Prediction of Incident Heart Failure in CKD

Session Information

Category: Hypertension and CVD

  • 1401 Hypertension and CVD: Epidemiology, Risk Factors, and Prevention

Authors

  • Zelnick, Leila R., University of Washington, Seattle, Washington, United States
  • Shlipak, Michael, University of California San Francisco, San Francisco, California, United States
  • Soliman, Elsayed Z., Wake Forest University, Winston-Salem, North Carolina, United States
  • Anderson, Amanda Hyre, Tulane University, New Orleans, Louisiana, United States
  • Christenson, Robert, University of Maryland School of Medicine, Baltimore, Maryland, United States
  • Kansal, Mayank, University of Illinois at Chicago, Chicago, Illinois, United States
  • Deo, Rajat, University of Pennsylvania, Philadelphia, Pennsylvania, United States
  • He, Jiang, Tulane University, New Orleans, Louisiana, United States
  • Jaar, Bernard G., Johns Hopkins University, Baltimore, Maryland, United States
  • Weir, Matthew R., University of Maryland School of Medicine, Baltimore, Maryland, United States
  • Rao, Panduranga S., University of Michigan, Ann Arbor, Michigan, United States
  • Cohen, Debbie L., University of Pennsylvania, Philadelphia, Pennsylvania, United States
  • Cohen, Jordana B., University of Pennsylvania, Philadelphia, Pennsylvania, United States
  • Feldman, Harold I., University of Pennsylvania, Philadelphia, Pennsylvania, United States
  • Go, Alan S., Kaiser Permanente Northern California, Oakland, California, United States
  • Bansal, Nisha, University of Washington, Seattle, Washington, United States
Background

Heart failure (HF) is common in patients with chronic kidney disease (CKD); identifying high risk patients would guide clinical care.
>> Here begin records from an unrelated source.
//! [`Driver`] over a [`MockDom`], with timed mutations.

use async_trait::async_trait;
use std::sync::{Arc, Mutex, MutexGuard, PoisonError};
use std::time::Duration;

use super::dom::{MockDom, NodeId};
use crate::clock::Clock;
use crate::driver::{Driver, ElementHandle, SearchScope};
use crate::result::{PierceError, PierceResult};

type Mutation = Box<dyn FnOnce(&mut MockDom) + Send>;
type InputHook = Arc<dyn Fn(&mut MockDom, NodeId, &str) + Send + Sync>;
type ClickHook = Arc<dyn Fn(&mut MockDom, NodeId) + Send + Sync>;

struct Scheduled {
    due: Duration,
    seq: u64,
    apply: Mutation,
}

struct State {
    dom: MockDom,
    pending: Vec<Scheduled>,
    next_seq: u64,
    input_hooks: Vec<(Duration, InputHook)>,
    click_hooks: Vec<ClickHook>,
    call_history: Vec<String>,
    clicks: Vec<ElementHandle>,
}

/// Mock driver for unit testing.
///
/// Mutations registered with [`MockDriver::schedule`] or [`MockDriver::on_input`]
/// are applied lazily: every driver call first settles everything whose due
/// time on the injected clock has passed. With a `FakeClock` this gives
/// deterministic "the list renders 300ms after typing" scenarios.
pub struct MockDriver {
    clock: Arc<dyn Clock>,
    state: Mutex<State>,
}

impl std::fmt::Debug for MockDriver {
    fn fmt(&self, f: &mut std::fmt::Formatter<'_>) -> std::fmt::Result {
        let state = self.lock();
        f.debug_struct("MockDriver")
            .field("clock", &self.clock)
            .field("pending", &state.pending.len())
            .field("calls", &state.call_history.len())
            .finish_non_exhaustive()
    }
}

impl MockDriver {
    /// Create a driver over `dom`, timing mutations with `clock`
    #[must_use]
    pub fn new(dom: MockDom, clock: Arc<dyn Clock>) -> Self {
        Self {
            clock,
            state: Mutex::new(State {
                dom,
                pending: Vec::new(),
                next_seq: 0,
                input_hooks: Vec::new(),
                click_hooks: Vec::new(),
                call_history: Vec::new(),
                clicks: Vec::new(),
            }),
        }
    }

    fn lock(&self) -> MutexGuard<'_, State> {
        self.state.lock().unwrap_or_else(PoisonError::into_inner)
    }

    /// Lock, apply due mutations, and record the call
    fn enter(&self, call: String) -> MutexGuard<'_, State> {
        let now = self.clock.now();
        let mut state = self.lock();
        settle(&mut state, now);
        state.call_history.push(call);
        state
    }

    /// Apply `mutation` once `delay` has passed on the clock
    pub fn schedule(&self, delay: Duration, mutation: impl FnOnce(&mut MockDom) + Send + 'static) {
        let due = self.clock.now() + delay;
        let mut state = self.lock();
        push_scheduled(&mut state, due, Box::new(mutation));
    }

    /// React to every `set_value`: `hook(dom, input, text)` runs `latency` later
    pub fn on_input(
        &self,
        latency: Duration,
        hook: impl Fn(&mut MockDom, NodeId, &str) + Send + Sync + 'static,
    ) {
        self.lock().input_hooks.push((latency, Arc::new(hook)));
    }

    /// React to every click, immediately
    pub fn on_click(&self, hook: impl Fn(&mut MockDom, NodeId) + Send + Sync + 'static) {
        self.lock().click_hooks.push(Arc::new(hook));
    }

    /// Inspect or mutate the document directly
    pub fn with_dom<R>(&self, f: impl FnOnce(&mut MockDom) -> R) -> R {
        let now = self.clock.now();
        let mut state = self.lock();
        settle(&mut state, now);
        f(&mut state.dom)
    }

    /// Handle for a node
    #[must_use]
    pub fn handle_of(&self, id: NodeId) -> ElementHandle {
        handle(&self.lock().dom, id)
    }

    /// Attribute of the element behind `element`
    #[must_use]
    pub fn attribute(&self, element: &ElementHandle, name: &str) -> Option<String> {
        let state = self.lock();
        let id = node_id(&state.dom, element).ok()?;
        state.dom.attr(id, name).map(str::to_string)
    }

    /// Form value of the element behind `element`
    #[must_use]
    pub fn value(&self, element: &ElementHandle) -> Option<String> {
        let state = self.lock();
        let id = node_id(&state.dom, element).ok()?;
        state.dom.value(id).map(str::to_string)
    }

    /// Get call history
    #[must_use]
    pub fn history(&self) -> Vec<String> {
        self.lock().call_history.clone()
    }

    /// Check if method was called
    #[must_use]
    pub fn was_called(&self, method: &str) -> bool {
        self.lock()
            .call_history
            .iter()
            .any(|c| c.starts_with(method))
    }

    /// Elements clicked so far, in order
    #[must_use]
    pub fn clicks(&self) -> Vec<ElementHandle> {
        self.lock().clicks.clone()
    }
}

fn push_scheduled(state: &mut State, due: Duration, apply: Mutation) {
    let seq = state.next_seq;
    state.next_seq += 1;
    state.pending.push(Scheduled { due, seq, apply });
}

fn settle(state: &mut State, now: Duration) {
    let (mut ready, waiting): (Vec<_>, Vec<_>) = std::mem::take(&mut state.pending)
        .into_iter()
        .partition(|s| s.due <= now);
    state.pending = waiting;
    ready.sort_by_key(|s| (s.due, s.seq));
    for scheduled in ready {
        (scheduled.apply)(&mut state.dom);
    }
}

fn handle(dom: &MockDom, id: NodeId) -> ElementHandle {
    ElementHandle::new(format!("n{id}"), dom.tag(id))
}

fn node_id(dom: &MockDom, element: &ElementHandle) -> PierceResult<NodeId> {
    element
        .id
        .strip_prefix('n')
        .and_then(|n| n.parse::<NodeId>().ok())
        .filter(|id| *id != dom.document() && dom.is_live(*id))
        .ok_or_else(|| PierceError::StaleElement {
            id: element.id.clone(),
        })
}

fn element_id(dom: &MockDom, element: &ElementHandle) -> PierceResult<NodeId> {
    let id = node_id(dom, element)?;
    if dom.is_element(id) {
        Ok(id)
    } else {
        Err(PierceError::driver(format!("{element} is not an element")))
    }
}

fn scope_id(dom: &MockDom, scope: &SearchScope) -> PierceResult<NodeId> {
    match scope {
        SearchScope::Document => Ok(dom.document()),
        SearchScope::Element(h) => element_id(dom, h),
        SearchScope::ShadowRoot(h) => {
            let id = node_id(dom, h)?;
            if dom.is_shadow_root(id) {
                Ok(id)
            } else {
                Err(PierceError::driver(format!("{h} is not a shadow root")))
            }
        }
    }
}

#[async_trait]
impl Driver for MockDriver {
    async fn find_elements(
        &self,
        scope: &SearchScope,
        css: &str,
    ) -> PierceResult<Vec<ElementHandle>> {
        let state = self.enter(format!("find_elements:{scope}:{css}"));
        let root = scope_id(&state.dom, scope)?;
        let found = state
            .dom
            .query_all(root, css)
            .map_err(|reason| PierceError::invalid_selector(css, reason))?;
        Ok(found.into_iter().map(|id| handle(&state.dom, id)).collect())
    }

    async fn shadow_root(&self, element: &ElementHandle) -> PierceResult<Option<ElementHandle>> {
        let state = self.enter(format!("shadow_root:{}", element.id));
        let id = element_id(&state.dom, element)?;
        Ok(state.dom.shadow_root(id).map(|r| handle(&state.dom, r)))
    }

    async fn set_value(&self, element: &ElementHandle, text: &str) -> PierceResult<()> {
        let now = self.clock.now();
        let mut state = self.enter(format!("set_value:{}:{text}", element.id));
        let id = element_id(&state.dom, element)?;
        state.dom.set_value(id, text);
        let hooks = state.input_hooks.clone();
        for (latency, hook) in hooks {
            let text = text.to_string();
            push_scheduled(
                &mut state,
                now + latency,
                Box::new(move |dom: &mut MockDom| hook(dom, id, &text)),
            );
        }
        settle(&mut state, now);
        Ok(())
    }

    async fn click(&self, element: &ElementHandle) -> PierceResult<()> {
        let mut state = self.enter(format!("click:{}", element.id));
        let id = element_id(&state.dom, element)?;
        if !state.dom.is_displayed(id) {
            return Err(PierceError::driver(format!(
                "{element} is not displayed and cannot be clicked"
            )));
        }
        state.clicks.push(element.clone());
        let hooks = state.click_hooks.clone();
        for hook in hooks {
            hook(&mut state.dom, id);
        }
        Ok(())
    }

    async fn is_displayed(&self, element: &ElementHandle) -> PierceResult<bool> {
        let state = self.enter(format!("is_displayed:{}", element.id));
        let id = element_id(&state.dom, element)?;
        Ok(state.dom.is_displayed(id))
    }

    async fn text(&self, element: &ElementHandle) -> PierceResult<String> {
        let state = self.enter(format!("text:{}", element.id));
        let id = element_id(&state.dom, element)?;
        Ok(state.dom.text_content(id))
    }
}

#[cfg(test)]
#[allow(clippy::unwrap_used)]
mod tests {
    use super::*;
    use crate::clock::FakeClock;
    use crate::mock::NodeSpec;

    fn driver() -> (MockDriver, Arc<FakeClock>) {
        let dom = MockDom::from_specs(vec![NodeSpec::new("form").children(vec![
            NodeSpec::new("input").attr("name", "q"),
            NodeSpec::new("ul"),
        ])]);
        let clock = Arc::new(FakeClock::new());
        (MockDriver::new(dom, clock.clone()), clock)
    }

    #[tokio::test]
    async fn test_scheduled_mutation_applies_when_due() {
        let (driver, clock) = driver();
        driver.schedule(Duration::from_millis(100), |dom| {
            let ul = dom.first_by_tag("ul").unwrap();
            dom.append(ul, NodeSpec::new("li").text("late"));
        });
        let doc = SearchScope::Document;
        assert!(driver.find_elements(&doc, "li").await.unwrap().is_empty());
        clock.advance(Duration::from_millis(100));
        assert_eq!(driver.find_elements(&doc, "li").await.unwrap().len(), 1);
    }

    #[tokio::test]
    async fn test_input_hook_runs_after_latency() {
        let (driver, clock) = driver();
        driver.on_input(Duration::from_millis(300), |dom, _, text| {
            let ul = dom.first_by_tag("ul").unwrap();
            dom.append(ul, NodeSpec::new("li").text(text));
        });
        let doc = SearchScope::Document;
        let input = driver.find_element(&doc, "input").await.unwrap().unwrap();
        driver.set_value(&input, "abc").await.unwrap();
        assert_eq!(driver.value(&input).as_deref(), Some("abc"));
        clock.advance(Duration::from_millis(299));
        assert!(driver.find_elements(&doc, "li").await.unwrap().is_empty());
        clock.advance(Duration::from_millis(1));
        let li = driver.find_element(&doc, "li").await.unwrap().unwrap();
        assert_eq!(driver.text(&li).await.unwrap(), "abc");
    }

    #[tokio::test]
    async fn test_removed_element_is_stale() {
        let (driver, _) = driver();
        let doc = SearchScope::Document;
        let input = driver.find_element(&doc, "input").await.unwrap().unwrap();
        driver.with_dom(|dom| {
            let id = dom.first_by_tag("input").unwrap();
            dom.remove(id);
        });
        let err = driver.click(&input).await.unwrap_err();
        assert!(matches!(err, PierceError::StaleElement { .. }));
    }

    #[tokio::test]
    async fn test_invalid_css_is_invalid_selector() {
        let (driver, _) = driver();
        let err = driver
            .find_elements(&SearchScope::Document, "input[name=")
            .await
            .unwrap_err();
        assert!(matches!(err, PierceError::InvalidSelector { .. }));
    }

    #[tokio::test]
    async fn test_browser_css_is_accepted() {
        let (driver, _) = driver();
        let doc = SearchScope::Document;
        let first = driver.find_elements(&doc, "form > :first-child").await.unwrap();
        assert_eq!(first.len(), 1);
        assert_eq!(first[0].tag_name, "input");
        let enabled = driver
            .find_elements(&doc, "input:not([disabled])")
            .await
            .unwrap();
        assert_eq!(enabled, first);
    }

    #[tokio::test]
    async fn test_click_hook_mutates_dom() {
        let (driver, _) = driver();
        driver.on_click(|dom, id| dom.set_attr(id, "aria-expanded", "true"));
        let input_id = driver.with_dom(|dom| dom.first_by_tag("input").unwrap());
        let input = driver.handle_of(input_id);
        driver.click(&input).await.unwrap();
        assert_eq!(driver.attribute(&input, "aria-expanded").as_deref(), Some("true"));
        assert_eq!(driver.clicks(), vec![input]);
    }

    #[tokio::test]
    async fn test_hidden_element_cannot_be_clicked() {
        let (driver, _) = driver();
        let input = driver
            .find_element(&SearchScope::Document, "input")
            .await
            .unwrap()
            .unwrap();
        driver.with_dom(|dom| {
            let form = dom.first_by_tag("form").unwrap();
            dom.set_hidden(form, true);
        });
        assert!(driver.click(&input).await.is_err());
        assert!(driver.clicks().is_empty());
        assert!(driver.was_called("click"));
    }
}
We assessed prognostic value of cardiac biomarkers and echocardiographic (echo) variables for HF prediction compared to a published clinical equation in the Chronic Renal Insufficiency Cohort (CRIC).

Methods

Among 2,146 CRIC participants without prior HF and with complete clinical, cardiac biomarker and echo data, we compared the discrimination of the 11-variable Atherosclerosis Risk in Communities (ARIC) HF prediction equation to cardiac biomarkers (N terminal brain natriuretic peptide, NT-proBNP, and high sensitivity troponin T, hsTnT) and echo measures (left ventricular mass, LVM, and ejection fraction, LVEF) to predict 10-year risk of HF hospitalization using Cox regression. We separately evaluated prediction of HF with preserved and reduced LVEF (LVEF ≥50% and <50%, respectively). We assessed discrimination with internally valid, 10-fold cross-validated C-indices.

Results

Participants had mean (SD) age 59 (11), eGFR 44 (16) mL/min/1.73m2, 53% men, and 43% Black; 268 incident HF hospitalizations occurred during 6.7 (SD 2.5) years of follow-up. The ARIC HF model with clinical variables had a C-index of 0.68 (Table). hsTnT alone (C-index 0.69) and LVM+LVEF (C-index 0.71) were comparable to the ARIC model, while NT-proBNP alone had better discrimination (C-index 0.72, p=0.04). A model including cardiac biomarkers, echo, and clinical variables had a C-index of 0.78. Discrimination of HF with preserved LVEF was lower than for HF with reduced LVEF for most models (Table).

Conclusion

The ARIC HF prediction model for 10-year HF risk had modest discrimination among adults with CKD. NT-proBNP alone discriminated better than the ARIC model, and was comparable to models with echo variables. HF clinical prediction models specifically in adults with CKD are needed. Until then, use of NT-proBNP may be a low burden approach to predict HF in this population, and offers moderate discrimination.